Wheatstone v Blakeney News Food and Wine Ltd

The Employment Appeal Tribunal (EAT) has ruled that an employment tribunal (ET) was right to rely on medical evidence from a GP when it was contradicted by the claimant in a discrimination claim.

Under the Equality Act 2010, a person, (A), discriminates against a disabled person (B), if A treats B unfavourably because of something arising in consequence of B’s disability and cannot show this treatment is a proportionate means of achieving a legitimate aim. For example, if an organisation expects an employee to conduct new duties that they feel could exacerbate a disability, and then disciplines them for their refusal, this could result in a discrimination arising from a disability claim.

For the purposes of the Act, epilepsy is considered a disability. However, workplace stress, despite potentially leading to conditions that can be considered disabilities, is not.

FACTS

The claimant in this case worked in a village shop. Although she suffered from epilepsy, this previously had little to no effect on her day-to-day activities. Her relationship with the shop’s owners began to break down and, on one occasion, she was told to resign or be dismissed. Following this altercation, the claimant suffered a major epileptic seizure.

Her GP issued a fit note stating she was suffering from work-related stress and therefore should stay away from work for the time being. However, the shop asked her to return anyway, discussed her private business with local customers in the village and later even threatened to sue her for her actions. The claimant started to feel even worse as a result and a second fit note was later issued, reaffirming that she was suffering from stress.

The claimant’s role was later replaced. As a result, she brought numerous claims to the employment tribunal, including unfair dismissal due to the lack of procedure followed in dismissing her and discimination arising from disability.

ET

The tribunal upheld her unfair dismissal claim, however, they dismissed her disability claim.

From what the tribunal could establish, the claimant had been treated unfavourably due to her taking time away from work following the altercation, with the shop committing numerous acts such as demanding she return to work, changing her role and then dismissing her anyway. However, before they could address the conduct of the shop’s owners, the tribunal outlined that they needed to first determine the ‘something arising’ in consequence of the claimant’s disability.
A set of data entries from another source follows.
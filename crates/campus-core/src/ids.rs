use std::fmt;

use serde::{Deserialize, Serialize};
use uuid::Uuid;

/// Identifies one submitted request task in logs.
#[derive(Debug, Clone, Serialize, Deserialize, PartialEq, Hash, Eq)]
pub struct TaskId(String);

impl TaskId {
    pub fn new() -> Self {
        Self(Uuid::new_v4().to_string())
    }

    pub fn as_str(&self) -> &str {
        &self.0
    }
}

impl Default for TaskId {
    fn default() -> Self {
        Self::new()
    }
}

impl fmt::Display for TaskId {
    fn fmt(&self, f: &mut fmt::Formatter<'_>) -> fmt::Result {
        f.write_str(&self.0)
    }
}
use std::sync::Arc;
use std::sync::atomic::{AtomicUsize, Ordering};
use std::time::Duration;

use campus_core::{ConfigError, SchedulerConfig, TransportError};
use campus_scheduler::{RequestScheduler, SchedulerError, SubmitOptions};
use parking_lot::Mutex;
use tokio::time::{Instant, sleep};

fn scheduler(max_concurrent: usize, min_delay_ms: u64) -> RequestScheduler<TransportError> {
    RequestScheduler::new(
        SchedulerConfig::builder()
            .max_concurrent(max_concurrent)
            .min_delay_ms(min_delay_ms)
            .retry_attempts(3)
            .retry_base_delay_ms(1000)
            .build(),
    )
    .unwrap()
}

fn broken_operation() -> Result<u32, TransportError> {
    panic!("malformed attendance payload")
}

fn elapsed_ms(start: Instant) -> u128 {
    start.elapsed().as_millis()
}

#[tokio::test(start_paused = true)]
async fn in_flight_never_exceeds_max_concurrent() {
    let scheduler = scheduler(2, 0);
    let current = Arc::new(AtomicUsize::new(0));
    let peak = Arc::new(AtomicUsize::new(0));

    let handles: Vec<_> = (0..10)
        .map(|i| {
            let current = Arc::clone(&current);
            let peak = Arc::clone(&peak);
            scheduler.submit(
                move || {
                    let current = Arc::clone(&current);
                    let peak = Arc::clone(&peak);
                    async move {
                        let now = current.fetch_add(1, Ordering::SeqCst) + 1;
                        peak.fetch_max(now, Ordering::SeqCst);
                        sleep(Duration::from_millis(50)).await;
                        current.fetch_sub(1, Ordering::SeqCst);
                        Ok::<_, TransportError>(i)
                    }
                },
                SubmitOptions::new(),
            )
        })
        .collect();

    sleep(Duration::from_millis(10)).await;
    let status = scheduler.status();
    assert_eq!(status.in_flight, 2);
    assert_eq!(status.queue_length, 8);
    assert_eq!(status.max_concurrent, 2);

    for (i, handle) in handles.into_iter().enumerate() {
        assert_eq!(handle.await.unwrap(), i);
    }

    assert_eq!(peak.load(Ordering::SeqCst), 2);

    // callers are settled before the dispatcher frees the slot
    sleep(Duration::from_millis(1)).await;
    assert_eq!(scheduler.status().in_flight, 0);
    assert_eq!(scheduler.status().queue_length, 0);
}

#[tokio::test(start_paused = true)]
async fn higher_priority_dispatches_first() {
    let scheduler = scheduler(1, 0);
    let order = Arc::new(Mutex::new(Vec::new()));

    let handles: Vec<_> = [1, 5, 3]
        .into_iter()
        .map(|priority| {
            let order = Arc::clone(&order);
            scheduler.submit(
                move || {
                    let order = Arc::clone(&order);
                    async move {
                        order.lock().push(priority);
                        Ok::<_, TransportError>(())
                    }
                },
                SubmitOptions::new().priority(priority),
            )
        })
        .collect();

    for handle in handles {
        handle.await.unwrap();
    }

    assert_eq!(*order.lock(), vec![5, 3, 1]);
}

#[tokio::test(start_paused = true)]
async fn equal_priorities_run_in_submission_order() {
    let scheduler = scheduler(1, 0);
    let order = Arc::new(Mutex::new(Vec::new()));

    let handles: Vec<_> = (0..5)
        .map(|i| {
            let order = Arc::clone(&order);
            scheduler.submit(
                move || {
                    let order = Arc::clone(&order);
                    async move {
                        order.lock().push(i);
                        Ok::<_, TransportError>(())
                    }
                },
                SubmitOptions::new(),
            )
        })
        .collect();

    for handle in handles {
        handle.await.unwrap();
    }

    assert_eq!(*order.lock(), vec![0, 1, 2, 3, 4]);
}

#[tokio::test(start_paused = true)]
async fn dispatches_are_spaced_by_min_delay() {
    let scheduler = scheduler(3, 150);
    let start = Instant::now();
    let started = Arc::new(Mutex::new(Vec::new()));

    let handles: Vec<_> = (0..3)
        .map(|_| {
            let started = Arc::clone(&started);
            scheduler.submit(
                move || {
                    let started = Arc::clone(&started);
                    async move {
                        started.lock().push(elapsed_ms(start));
                        Ok::<_, TransportError>(())
                    }
                },
                SubmitOptions::new(),
            )
        })
        .collect();

    for handle in handles {
        handle.await.unwrap();
    }

    assert_eq!(*started.lock(), vec![0, 150, 300]);
}

#[tokio::test(start_paused = true)]
async fn rate_limited_task_backs_off_exponentially() {
    let scheduler = scheduler(1, 0);
    let start = Instant::now();
    let attempts = Arc::new(Mutex::new(Vec::new()));

    let log = Arc::clone(&attempts);
    let result = scheduler
        .submit(
            move || {
                let log = Arc::clone(&log);
                async move {
                    log.lock().push(elapsed_ms(start));
                    Err::<(), _>(TransportError::rate_limited())
                }
            },
            SubmitOptions::new(),
        )
        .await;

    // one initial attempt plus three retries after 1s, 2s and 4s
    assert_eq!(*attempts.lock(), vec![0, 1000, 3000, 7000]);

    let err = result.unwrap_err().into_operation().unwrap();
    assert_eq!(err.status, Some(429));
}

#[tokio::test(start_paused = true)]
async fn network_failure_recovers_on_retry() {
    let scheduler = scheduler(1, 0);
    let calls = Arc::new(AtomicUsize::new(0));

    let counter = Arc::clone(&calls);
    let value = scheduler
        .submit(
            move || {
                let counter = Arc::clone(&counter);
                async move {
                    if counter.fetch_add(1, Ordering::SeqCst) < 2 {
                        Err(TransportError::network("connection reset"))
                    } else {
                        Ok("students")
                    }
                }
            },
            SubmitOptions::new(),
        )
        .await
        .unwrap();

    assert_eq!(value, "students");
    assert_eq!(calls.load(Ordering::SeqCst), 3);
}

#[tokio::test(start_paused = true)]
async fn non_retryable_failure_is_surfaced_immediately() {
    let scheduler = scheduler(1, 0);
    let calls = Arc::new(AtomicUsize::new(0));

    let counter = Arc::clone(&calls);
    let err = scheduler
        .submit(
            move || {
                let counter = Arc::clone(&counter);
                async move {
                    counter.fetch_add(1, Ordering::SeqCst);
                    Err::<(), _>(TransportError::http(404, "no such class"))
                }
            },
            SubmitOptions::new(),
        )
        .await
        .unwrap_err();

    assert_eq!(calls.load(Ordering::SeqCst), 1);
    assert!(matches!(err, SchedulerError::Operation(ref e) if e.status == Some(404)));
}

#[tokio::test(start_paused = true)]
async fn lenient_first_failure_retries_once() {
    let scheduler: RequestScheduler<TransportError> = RequestScheduler::new(
        SchedulerConfig::builder()
            .max_concurrent(1)
            .min_delay_ms(0)
            .retry_attempts(3)
            .retry_base_delay_ms(500)
            .retry_any_first_failure(true)
            .build(),
    )
    .unwrap();
    let start = Instant::now();
    let attempts = Arc::new(Mutex::new(Vec::new()));

    let log = Arc::clone(&attempts);
    let err = scheduler
        .submit(
            move || {
                let log = Arc::clone(&log);
                async move {
                    log.lock().push(elapsed_ms(start));
                    Err::<(), _>(TransportError::http(500, "server error"))
                }
            },
            SubmitOptions::new(),
        )
        .await
        .unwrap_err();

    assert_eq!(*attempts.lock(), vec![0, 500]);
    assert_eq!(err.into_operation().unwrap().status, Some(500));
}

#[tokio::test(start_paused = true)]
async fn per_call_retry_override() {
    let scheduler = scheduler(1, 0);
    let calls = Arc::new(AtomicUsize::new(0));

    let counter = Arc::clone(&calls);
    let result = scheduler
        .submit(
            move || {
                let counter = Arc::clone(&counter);
                async move {
                    counter.fetch_add(1, Ordering::SeqCst);
                    Err::<(), _>(TransportError::rate_limited())
                }
            },
            SubmitOptions::new().retries(0),
        )
        .await;

    assert!(result.is_err());
    assert_eq!(calls.load(Ordering::SeqCst), 1);
}

#[tokio::test(start_paused = true)]
async fn clear_rejects_queued_and_spares_in_flight() {
    let scheduler = scheduler(1, 0);

    let running = scheduler.submit(
        || async {
            sleep(Duration::from_millis(100)).await;
            Ok::<_, TransportError>("timetable")
        },
        SubmitOptions::new(),
    );
    sleep(Duration::from_millis(10)).await;

    let queued: Vec<_> = (0..2)
        .map(|_| {
            scheduler.submit(
                || async { Ok::<_, TransportError>("never") },
                SubmitOptions::new().priority(10),
            )
        })
        .collect();
    assert_eq!(scheduler.status().queue_length, 2);

    assert_eq!(scheduler.clear().await, 2);
    assert_eq!(scheduler.status().queue_length, 0);

    for handle in queued {
        assert!(handle.await.unwrap_err().is_queue_cleared());
    }
    assert_eq!(running.await.unwrap(), "timetable");
}

#[tokio::test(start_paused = true)]
async fn clear_on_empty_queue_is_noop() {
    let scheduler = scheduler(3, 0);
    assert_eq!(scheduler.clear().await, 0);
}

#[tokio::test(start_paused = true)]
async fn shutdown_rejects_pending_work() {
    let scheduler = scheduler(1, 0);

    let running = scheduler.submit(
        || async {
            sleep(Duration::from_secs(60)).await;
            Ok::<_, TransportError>(())
        },
        SubmitOptions::new(),
    );
    let queued = scheduler.submit(|| async { Ok::<_, TransportError>(()) }, SubmitOptions::new());
    sleep(Duration::from_millis(10)).await;

    scheduler.shutdown().await;

    assert!(matches!(running.await, Err(SchedulerError::ShutDown)));
    assert!(matches!(queued.await, Err(SchedulerError::ShutDown)));

    let late = scheduler.submit(|| async { Ok::<_, TransportError>(()) }, SubmitOptions::new());
    assert!(matches!(late.await, Err(SchedulerError::ShutDown)));
}

#[tokio::test(start_paused = true)]
async fn dropped_scheduler_drains_remaining_tasks() {
    let scheduler = scheduler(1, 100);

    let handles: Vec<_> = (0..3)
        .map(|i| {
            scheduler.submit(
                move || async move { Ok::<_, TransportError>(i * 2) },
                SubmitOptions::new(),
            )
        })
        .collect();
    drop(scheduler);

    let mut values = Vec::new();
    for handle in handles {
        values.push(handle.await.unwrap());
    }
    assert_eq!(values, vec![0, 2, 4]);
}

#[tokio::test(start_paused = true)]
async fn zero_concurrency_is_rejected_at_construction() {
    let result = RequestScheduler::<TransportError>::new(
        SchedulerConfig::builder().max_concurrent(0).build(),
    );

    assert!(matches!(
        result,
        Err(ConfigError::Invalid {
            field: "scheduler.max_concurrent",
            ..
        })
    ));
}

#[tokio::test(start_paused = true)]
async fn panicking_operation_fails_only_its_own_task() {
    let scheduler = scheduler(2, 0);

    let healthy = scheduler.submit(
        || async {
            sleep(Duration::from_millis(100)).await;
            Ok::<_, TransportError>(7)
        },
        SubmitOptions::new(),
    );
    let broken = scheduler.submit(|| async { broken_operation() }, SubmitOptions::new());

    assert!(matches!(broken.await, Err(SchedulerError::Aborted)));

    let later = scheduler.submit(|| async { Ok::<_, TransportError>(8) }, SubmitOptions::new());

    assert_eq!(healthy.await.unwrap(), 7);
    assert_eq!(later.await.unwrap(), 8);

    sleep(Duration::from_millis(1)).await;
    assert_eq!(scheduler.status().in_flight, 0);
}

#[tokio::test(start_paused = true)]
async fn operation_panicking_before_its_future_is_contained() {
    let scheduler = scheduler(1, 0);

    let broken = scheduler.submit(
        || -> std::future::Ready<Result<u32, TransportError>> { panic!("no request built") },
        SubmitOptions::new(),
    );
    let next = scheduler.submit(|| async { Ok::<_, TransportError>(1) }, SubmitOptions::new());

    assert!(matches!(broken.await, Err(SchedulerError::Aborted)));
    assert_eq!(next.await.unwrap(), 1);
}

#[tokio::test(start_paused = true)]
async fn submits_racing_shutdown_are_rejected_and_uncounted() {
    let scheduler = scheduler(1, 0);

    let (_, late) = tokio::join!(scheduler.shutdown(), async {
        scheduler.submit(|| async { Ok::<_, TransportError>(()) }, SubmitOptions::new())
    });

    assert!(matches!(late.await, Err(SchedulerError::ShutDown)));
    assert_eq!(scheduler.status().queue_length, 0);
    assert_eq!(scheduler.status().in_flight, 0);
}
The tribunal ruled that the reason behind this absence, and therefore the ‘something arising’, appeared to be workplace stress and not her epilepsy, which ultimately served to reject her claim. This was because workplace stress is not a disability. Although the claimant asserted in her evidence that her epilepsy had been exacerbated by the shop’s treatment of her and had therefore contributed to her absence, the GP made no mention of her epilepsy in either of the fit notes issued. It simply stated she needed time away from work due to stress.

On the basis of the evidence available to them from the GP, the tribunal therefore dismissed her claim. The claimant appealed against this decision to the EAT.

EAT

The main crux of the claimant’s argument was that her absence had more than one causal element, meaning it still was related to her epilepsy. Potentially, the ET had erred in concluding that this was not supported by the medical evidence, and that they could not reach this conclusion even with evidence from the claimant.

The EAT dismissed her appeal, finding that the tribunal had made the correct decision with the evidence available. They stated that the tribunal needed to consider if her disability was related to her absence when it appeared she was off work due to stress. In other words: what was the specific cause of her absence, which had then led to her unfavourable treatment?

The EAT outlined that tribunals can establish this cause by referring to medical evidence and evidence from claimants. However, as seen here, if there is a conflict between the two, it is not surprising that the tribunal will prefer evidence from a medical practitioner. Therefore, her claim was dismissed.

Note for employers 

In disability discrimination claims of this nature, it is up to the claimant to demonstrate that their treatment is related to their disability; if they are unable to do this to an extent that satisfies the tribunal, the case will not go their way.

However, organisations should still be wary when approaching situations concerning disabled staff who do go on long-term sickness absences. Regular contact must be maintained with them and they should not be expected to return to work despite not feeling ready to do so and having medical evidence to back this up. As seen here, if the claimant had been able to successfully link her disability to her treatment, the organisation could have been facing a costly discrimination pay-out.  

This case also reminds organisations that they need to follow appropriate procedures when dismissing an individual, even if the working relationship is breaking down. Here, they clearly still wanted the claimant to work for them despite these issues, meaning a finding of unfair dismissal was all the more likely.